The symbol of beauty, desire and seduction, jasmine has always been associated with love. The history of jasmine is a plural love story, shaped over time by romantic characters. Love passion in Nepal, where the Yâsaman (Yasmine), from its Persian name, embodied the sentimental tumult. Love conquerors in India, when Kâma, god of love, shot arrows adorned with jasmine flowers at his victims. Love seduction in Egypt, where Cleopatra would have gone to meet Mark Antony in a boat with sails coated with jasmine. Love promise also, for the Tunisians who like to braid the flower and offer it as a token of love.

 

Queen of Perfumery

Named the Flower of Grasse, this queen of perfumery who shares her throne with the Rose Centifolia nevertheless comes from Spain. Jasminum grandiflorum has only been cultivated in Grasse since the 16th century.
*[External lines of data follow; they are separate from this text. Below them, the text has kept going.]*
//! Transport traits — the abstraction over the chat platform.
//!
//! The audit pipeline needs exactly three things from a chat platform: post
//! text, post a forward-style reference to an existing message, and list the
//! most recent messages of a channel. Implementations handle authentication,
//! HTTP, and platform-specific payloads.

use async_trait::async_trait;
use chrono::{DateTime, Utc};
use serde::{Deserialize, Serialize};

use crate::error::ChannelError;

/// Longest text the pipeline will post in one message. Discord allows 2000;
/// the remainder is headroom for platform-side escaping.
pub const MAX_MESSAGE_CHARS: usize = 1950;

/// Clip `text` to [`MAX_MESSAGE_CHARS`] characters (not bytes).
pub fn clip_message(text: &str) -> &str {
    match text.char_indices().nth(MAX_MESSAGE_CHARS) {
        Some((idx, _)) => &text[..idx],
        None => text,
    }
}

/// A message returned by [`MessageSource::fetch_recent`].
#[derive(Debug, Clone, PartialEq, Eq, Serialize, Deserialize)]
pub struct FetchedMessage {
    /// Platform message ID
    pub id: String,
    /// Platform user ID of the author
    pub author_id: String,
}

/// Acknowledgement of a successful post.
#[derive(Debug, Clone, Default, PartialEq, Eq, Serialize, Deserialize)]
pub struct DeliveryReceipt {
    /// ID of the message created in the destination, when the platform reports one
    #[serde(default, skip_serializing_if = "Option::is_none")]
    pub message_id: Option<String>,
}

/// A message mirrored from a source channel into the audit destination.
#[derive(Debug, Clone, PartialEq, Eq, Serialize, Deserialize)]
pub struct ForwardRecord {
    pub source_channel_id: String,
    pub message_id: String,
    #[serde(default, skip_serializing_if = "Option::is_none")]
    pub destination_message_id: Option<String>,
    pub forwarded_at: DateTime<Utc>,
}

/// Outbound half of the transport.
///
/// Calls are best-effort: no internal retries, a failure is reported to the
/// caller and the caller decides whether it ever matters.
#[async_trait]
pub trait DeliverySink: Send + Sync {
    /// Human-readable sink name (e.g., "discord", "console").
    fn name(&self) -> &str;

    /// Post plain text to `destination`.
    async fn post(&self, destination: &str, text: &str) -> Result<DeliveryReceipt, ChannelError>;

    /// Post a forward-style reference to `source_message` in `source_channel`.
    async fn post_reference(
        &self,
        destination: &str,
        source_channel: &str,
        source_message: &str,
    ) -> Result<DeliveryReceipt, ChannelError>;
}

/// Inbound half of the transport, used by the forwarding tracker.
#[async_trait]
pub trait MessageSource: Send + Sync {
    /// The most recent `limit` messages of `channel`, oldest first.
    async fn fetch_recent(
        &self,
        channel: &str,
        limit: usize,
    ) -> Result<Vec<FetchedMessage>, ChannelError>;
}

#[cfg(test)]
mod tests {
    use super::*;

    #[test]
    fn clip_leaves_short_text_alone() {
        assert_eq!(clip_message("hello"), "hello");
        let exact = "x".repeat(MAX_MESSAGE_CHARS);
        assert_eq!(clip_message(&exact).len(), MAX_MESSAGE_CHARS);
    }

    #[test]
    fn clip_counts_characters_not_bytes() {
        let text = "é".repeat(MAX_MESSAGE_CHARS + 10);
        let clipped = clip_message(&text);
        assert_eq!(clipped.chars().count(), MAX_MESSAGE_CHARS);
    }

    #[test]
    fn forward_record_serialization() {
        let record = ForwardRecord {
            source_channel_id: "111".into(),
            message_id: "222".into(),
            destination_message_id: None,
            forwarded_at: Utc::now(),
        };
        let json = serde_json::to_string(&record).unwrap();
        assert!(json.contains(r#""message_id":"222""#));
        assert!(!json.contains("destination_message_id"));
    }
}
It is always harvested by hand and especially at dawn, from mid-July to mid-October. A well-trained picker can collect up to 4 kg of flowers per day, or about 40,000 flowers! Very fragile, jasmine requires the greatest care from its picking to its transformation. Its pristine white petals fade after just a few hours. Developed in Grasse, the cold enfleurage technique was the only one that, until the 1960s, captured its precious fragrances. Today, this technique has been replaced by extraction with volatile solvents, which allows an equally optimal extraction. Sensual and heady, jasmine offers the perfumer an exceptional olfactory richness, forming the heart of many prestigious perfumes.

 

Jasmine at M.Micallef

M. Micallef is fortunate to use its own jasmine flowers, cultivated in its Terre de Jasmin estate—a short walk from the factory workshop—by perfume flower grower Pierre Chiarla. “Jasmine is naturally the first flower I wanted to grow; our Estate was named in its honor. Jasmine sits at the heart of several of our finest compositions: the unisex Spiritual (Secrets Of Love Collection) and Gaïac, as well as the feminine 20 years, Watch, Glamor and Sensual” confides Martine Micallef who, every summer morning when she is in Grasse, enjoys participating in the soothing—almost spiritual—ritual of picking.